//! SQLite-backed ledger.

use std::path::Path;
use std::time::Duration;

use rusqlite::{params, params_from_iter, Connection, OptionalExtension};
use tracing::debug;

use super::{DeliveryLedger, LedgerError};
use crate::model::record::MailRecord;

const SCHEMA: &str = "CREATE TABLE IF NOT EXISTS mail_messages (
    message_id TEXT PRIMARY KEY,
    subject TEXT NOT NULL,
    thread_handle TEXT
)";

/// Ledger stored in a single SQLite table, `mail_messages`.
#[derive(Debug)]
pub struct SqliteLedger {
    conn: Connection,
}

impl SqliteLedger {
    /// Open (or create) the ledger database at `path`.
    pub fn open(path: &Path) -> Result<Self, LedgerError> {
        if let Some(parent) = path.parent() {
            std::fs::create_dir_all(parent)?;
        }
        let conn = Connection::open(path)?;
        conn.busy_timeout(Duration::from_secs(5))?;
        debug!(path = %path.display(), "Opened delivery ledger");
        Self::init(conn)
    }

    /// A throwaway ledger, gone when dropped.
    pub fn open_in_memory() -> Result<Self, LedgerError> {
        Self::init(Connection::open_in_memory()?)
    }

    fn init(conn: Connection) -> Result<Self, LedgerError> {
        conn.execute(SCHEMA, [])?;
        Ok(Self { conn })
    }

    /// Fetch one record by id.
    pub fn get(&self, message_id: &str) -> Result<Option<MailRecord>, LedgerError> {
        let record = self
            .conn
            .query_row(
                "SELECT message_id, subject, thread_handle FROM mail_messages WHERE message_id = ?1",
                params![message_id],
                row_to_record,
            )
            .optional()?;
        Ok(record)
    }
}

impl DeliveryLedger for SqliteLedger {
    fn exists(&self, message_id: &str) -> Result<bool, LedgerError> {
        let found: Option<i64> = self
            .conn
            .query_row(
                "SELECT 1 FROM mail_messages WHERE message_id = ?1",
                params![message_id],
                |row| row.get(0),
            )
            .optional()?;
        Ok(found.is_some())
    }

    fn record_delivery(
        &mut self,
        message_id: &str,
        subject: &str,
        thread_handle: Option<&str>,
    ) -> Result<(), LedgerError> {
        self.conn.execute(
            "INSERT INTO mail_messages (message_id, subject, thread_handle)
             VALUES (?1, ?2, ?3)
             ON CONFLICT(message_id) DO UPDATE SET
                thread_handle = excluded.thread_handle",
            params![message_id, subject, thread_handle],
        )?;
        Ok(())
    }

    fn resolve_threads(&self, message_ids: &[String]) -> Result<Vec<MailRecord>, LedgerError> {
        if message_ids.is_empty() {
            return Ok(Vec::new());
        }
        let placeholders = vec!["?"; message_ids.len()].join(", ");
        let sql = format!(
            "SELECT message_id, subject, thread_handle FROM mail_messages
             WHERE message_id IN ({placeholders})"
        );
        let mut stmt = self.conn.prepare(&sql)?;
        let rows = stmt.query_map(params_from_iter(message_ids.iter()), row_to_record)?;

        let mut records = Vec::new();
        for row in rows {
            records.push(row?);
        }
        Ok(records)
    }
}

fn row_to_record(row: &rusqlite::Row<'_>) -> rusqlite::Result<MailRecord> {
    Ok(MailRecord {
        message_id: row.get(0)?,
        subject: row.get(1)?,
        thread_handle: row.get(2)?,
    })
}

### [Action item]
In the records, locate each line holding the string "placeholders" and copy it.

### [Result below]
        let placeholders = vec!["?"; message_ids.len()].join(", ");
             WHERE message_id IN ({placeholders})"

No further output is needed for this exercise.